AP Basketball Writer
A position-by-position look at the matchups in the NBA finals between the Miami Heat and San Antonio Spurs:
CENTER: Chris Bosh vs. Tim Duncan. Bosh had two strong games against the Spurs this season, averaging 20.5 points and 10.5 rebounds, and will focus more on that than his difficult Eastern Conference finals against Indiana, when he shot under 38 percent and averaged a measly 4.3 rebounds. Tony Parker does most of San Antonio's offensive damage now, but Duncan showed he's still their man at the biggest moments in the Western Conference finals, twice dominating the overtime periods in a four-game sweep of Memphis. Edge: Spurs.
POWER FORWARD: Udonis Haslem vs. Tiago Splitter. Neither will score often, but the veteran Haslem had a pair of big performances in the East finals, scoring 17 points in one victory, 16 in another, and shooting 8 for 9 in both. Splitter often converts when he gets it, making 58 percent of his shots in the postseason, and scored 18 points in the Spurs' regular-season visit to Miami. Edge: Even.
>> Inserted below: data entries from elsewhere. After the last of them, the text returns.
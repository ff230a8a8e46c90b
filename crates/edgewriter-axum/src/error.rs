//! Axum-specific error types and mappings.
//!
//! Maps `CoreError` and file-serving errors to HTTP status codes and JSON
//! bodies of the form `{error, status, type?}`.

use axum::Json;
use axum::extract::rejection::JsonRejection;
use axum::http::{HeaderValue, StatusCode, header};
use axum::response::{IntoResponse, Response};
use edgewriter_core::domain::unsatisfied_content_range;
use edgewriter_core::CoreError;
use serde::Serialize;
use thiserror::Error;
use tracing::error;

use crate::range_server::RangeServeError;

/// Axum-specific error type.
#[derive(Debug, Error)]
pub enum HttpError {
    /// Resource not found.
    #[error("Not found: {0}")]
    NotFound(String),

    /// Bad request (invalid input).
    #[error("Bad request: {0}")]
    BadRequest(String),

    /// `Range` header cannot be served. Rendered with an empty body.
    #[error("Range not satisfiable for {size} byte file")]
    RangeNotSatisfiable { size: u64 },

    /// The model could not be loaded.
    #[error("Model unavailable: {0}")]
    EngineLoad(String),

    /// The engine failed while generating.
    #[error("Inference failed: {0}")]
    Inference(String),

    /// Internal server error.
    #[error("Internal error: {0}")]
    Internal(String),
}

/// JSON error response body.
#[derive(Serialize)]
struct ErrorBody {
    error: String,
    status: u16,
    /// Stable error type discriminant for client-side handling
    #[serde(skip_serializing_if = "Option::is_none", rename = "type")]
    error_type: Option<&'static str>,
}

impl IntoResponse for HttpError {
    fn into_response(self) -> Response {
        let (status, message, error_type) = match self {
            Self::RangeNotSatisfiable { size } => {
                let mut response = StatusCode::RANGE_NOT_SATISFIABLE.into_response();
                if let Ok(value) = HeaderValue::from_str(&unsatisfied_content_range(size)) {
                    response.headers_mut().insert(header::CONTENT_RANGE, value);
                }
                return response;
            }
            Self::NotFound(msg) => (StatusCode::NOT_FOUND, msg, None),
            Self::BadRequest(msg) => (StatusCode::BAD_REQUEST, msg, None),
            Self::EngineLoad(msg) => (
                StatusCode::INTERNAL_SERVER_ERROR,
                msg,
                Some("ENGINE_LOAD_FAILED"),
            ),
            Self::Inference(msg) => (
                StatusCode::INTERNAL_SERVER_ERROR,
                msg,
                Some("INFERENCE_FAILED"),
            ),
            Self::Internal(msg) => (StatusCode::INTERNAL_SERVER_ERROR, msg, None),
        };

        if status.is_server_error() {
            error!(%status, error = %message, "Request failed");
        }

        let body = ErrorBody {
            error: message,
            status: status.as_u16(),
            error_type,
        };
        (status, Json(body)).into_response()
    }
}

impl From<CoreError> for HttpError {
    fn from(err: CoreError) -> Self {
        match err {
            CoreError::Validation(msg) => Self::BadRequest(msg),
            CoreError::EngineLoad(e) => Self::EngineLoad(e.to_string()),
            CoreError::Inference(e) => Self::Inference(e.to_string()),
        }
    }
}

impl From<RangeServeError> for HttpError {
    fn from(err: RangeServeError) -> Self {
        match err {
            RangeServeError::NotFound(path) => {
                Self::NotFound(format!("Asset not found: {}", path.display()))
            }
            RangeServeError::Malformed { size, .. } | RangeServeError::Unsatisfiable { size } => {
                Self::RangeNotSatisfiable { size }
            }
            RangeServeError::Io(e) => Self::Internal(e.to_string()),
        }
    }
}

impl From<JsonRejection> for HttpError {
    fn from(rejection: JsonRejection) -> Self {
        Self::BadRequest(rejection.body_text())
    }
}

#[cfg(test)]
mod tests {
    use super::*;
    use edgewriter_core::EngineLoadError;

    #[test]
    fn test_core_error_mapping() {
        let err: HttpError = CoreError::Validation("text must not be empty".into()).into();
        assert_eq!(err.into_response().status(), StatusCode::BAD_REQUEST);

        let err: HttpError =
            CoreError::EngineLoad(EngineLoadError::ModelNotFound("/m.gguf".into())).into();
        assert_eq!(err.into_response().status(), StatusCode::INTERNAL_SERVER_ERROR);
    }

    #[test]
    fn test_range_not_satisfiable_response() {
        let response = HttpError::RangeNotSatisfiable { size: 1000 }.into_response();
        assert_eq!(response.status(), StatusCode::RANGE_NOT_SATISFIABLE);
        assert_eq!(response.headers()[header::CONTENT_RANGE], "bytes */1000");
    }
}
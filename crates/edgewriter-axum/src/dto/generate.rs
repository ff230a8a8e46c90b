use edgewriter_core::{GenerationRequest, GenerationResult, TokenUsage};
use serde::{Deserialize, Serialize};

/// Body of `POST /generate`.
#[derive(Debug, Clone, Deserialize)]
#[serde(rename_all = "camelCase")]
pub struct GenerateRequestDto {
    pub task: String,
    #[serde(default)]
    pub tone: Option<String>,
    #[serde(default, alias = "custom_tone")]
    pub custom_tone: Option<String>,
    pub text: String,
}

impl From<GenerateRequestDto> for GenerationRequest {
    fn from(dto: GenerateRequestDto) -> Self {
        Self::from_labels(&dto.task, dto.tone.as_deref(), dto.custom_tone, dto.text)
    }
}

#[derive(Debug, Clone, Copy, Serialize, Deserialize, PartialEq, Eq)]
pub struct TokensDto {
    pub prompt: u64,
    pub completion: u64,
    pub total: u64,
}

impl From<TokenUsage> for TokensDto {
    fn from(usage: TokenUsage) -> Self {
        Self {
            prompt: usage.prompt,
            completion: usage.completion,
            total: usage.total,
        }
    }
}

/// Response of both `/generate` and `/chat`.
#[derive(Debug, Clone, Serialize, Deserialize)]
#[serde(rename_all = "camelCase")]
pub struct GenerationResponseDto {
    pub text: String,
    /// Seconds, rounded to hundredths.
    pub latency: f64,
    pub tokens: TokensDto,
    pub raw_output: String,
}

impl From<GenerationResult> for GenerationResponseDto {
    fn from(result: GenerationResult) -> Self {
        Self {
            latency: result.latency_rounded(),
            tokens: result.tokens.into(),
            text: result.text,
            raw_output: result.raw_output,
        }
    }
}
//! Hardware information handler.

use std::sync::Arc;

use axum::Json;
use axum::extract::State;
use edgewriter_core::SystemInfo;
use tracing::warn;

use crate::state::AppState;

/// GPU list and total RAM.
///
/// Probing shells out to vendor tools, so it runs on the blocking pool. This
/// route never fails: a probe that dies yields an empty report.
pub async fn gpu_info(State(state): State<AppState>) -> Json<SystemInfo> {
    let probe = Arc::clone(&state.probe);
    let info = tokio::task::spawn_blocking(move || probe.system_info())
        .await
        .unwrap_or_else(|e| {
            warn!(error = %e, "System probe task failed");
            SystemInfo::default()
        });
    Json(info)
}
SMALL FORWARD: LeBron James vs. Kawhi Leonard. James cemented himself as the game's best player when he was the MVP of last year's NBA Finals, and the gap probably grew when he added a fourth regular-season award this year. He stepped up his game when Dwyane Wade and Bosh struggled in the last round, and will be further motivated after the Spurs swept him when his Cleveland Cavaliers reached the 2007 NBA Finals. Leonard is a versatile young player who finds many ways to influence a game, from his 56.5 percent shooting to 8.0 rebounds per game in the postseason. But hoping he, or anyone, can contain James the way the Spurs did six years ago is way too much to ask. Edge: Heat.
SHOOTING GUARD: Wade vs. Danny Green. Wade is normally better than just about any shooting guard in the league, but he's not normal right now. Knee pain has limited his explosiveness and he's averaging just 14.1 points in the playoffs. But the former NBA Finals MVP will probably find a way, just as he did in scoring 21 points, his high for this postseason, in the Game 7 clincher against Indiana. Green is hitting 43 percent of his 3-pointers in the playoffs, and the Heat will have to make sure he's rarely left open. Edge: Heat.
POINT GUARD: Mario Chalmers vs. Tony Parker. The MVP of the 2007 NBA Finals, Parker rolls into the championship round after scoring 37 points in Game 4 of the West finals. Quick point guards have long given Miami trouble, and Parker figures to do the same now. Besides Chalmers, the Heat may give plenty of time at the point to Norris Cole, who has made 15-of-26 3-pointers in the postseason. Edge: Spurs.
RESERVES: Ray Allen, Chris Andersen, Cole, Shane Battier, Mike Miller and Joel Anthony vs. Manu Ginobili, Gary Neal, Matt Bonner, Boris Diaw, Cory Joseph and DeJuan Blair. If Allen and the rest of the wing players are making their 3-pointers, and Andersen continues shooting like he did in his nearly perfect East finals against Indiana, this is a far better bench than the Heat have brought to the NBA Finals in either of the last two years. Ginobili has fought through his injuries to make some big plays in this postseason, and he and Bonner will need to hit from behind the arc to give Parker and Duncan support. Edge: Heat.
COACHES: Erik Spoelstra vs. Gregg Popovich. Spoelstra is a far better coach than when he was outmaneuvered by Dallas' Rick Carlisle two years ago in his first finals, and probably doesn't get as much credit as he deserves with James on his team and Pat Riley in his front office. It will come if he can beat the coach who many feel is the best in the NBA in four-time champion Popovich. Edge: Spurs.